Exercise goal:
The line containing "pub mod frame_time;" and every line after it, through the last one below: output exactly these and nothing else.

Input material:
===============
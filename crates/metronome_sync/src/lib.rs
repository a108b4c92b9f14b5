//! # METRONOME Sync
//!
//! The synchronization cores that keep scene updates and GPU rendering in
//! lock-step with the display refresh signal.
//!
//! ## Architecture
//!
//! ```text
//!  event thread          update thread        render thread       vsync thread
//!      │                      │                    │                   │
//!      │ initialise/start     │ update_ready       │ render_ready      │ vsync_ready
//!      ▼                      ▼                    ▼                   ▼
//!  ┌──────────────────────────────────────────────────────────────────────┐
//!  │                        Synchronization Core                          │
//!  │   state machine ∙ ahead counters ∙ startup barrier ∙ rendezvous      │
//!  │        one monitor (mutex + condvar) per waiting thread              │
//!  └──────────────────────────────────────────────────────────────────────┘
//! ```
//!
//! Two cores implement the same protocol at two design points:
//!
//! - [`ThreadSynchronization`]: independent update, render and vsync
//!   threads with a bounded update-ahead-of-render pipeline.
//! - [`CombinedSynchronization`]: update and render on one thread, paced
//!   by a vsync thread; simpler handshake, single ahead counter.
//!
//! Every `*_ready` entry point may block its caller; it is the only
//! sanctioned blocking point per worker loop iteration. Waits are level
//! triggered: each one re-checks its predicate in a loop, so a missed wake
//! is recovered on the next call into any entry point.

pub mod combined;
pub mod frame_time;
pub mod monitor;
pub mod state;
pub mod three_thread;

pub use combined::{CombinedPass, CombinedSynchronization};
pub use frame_time::{FrameTick, FrameTime};
pub use monitor::Monitor;
pub use state::SyncState;
pub use three_thread::{RenderDirective, ThreadSynchronization};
===============
Reply to the task:
pub mod frame_time;
pub mod monitor;
pub mod state;
pub mod three_thread;

pub use combined::{CombinedPass, CombinedSynchronization};
pub use frame_time::{FrameTick, FrameTime};
pub use monitor::Monitor;
pub use state::SyncState;
pub use three_thread::{RenderDirective, ThreadSynchronization};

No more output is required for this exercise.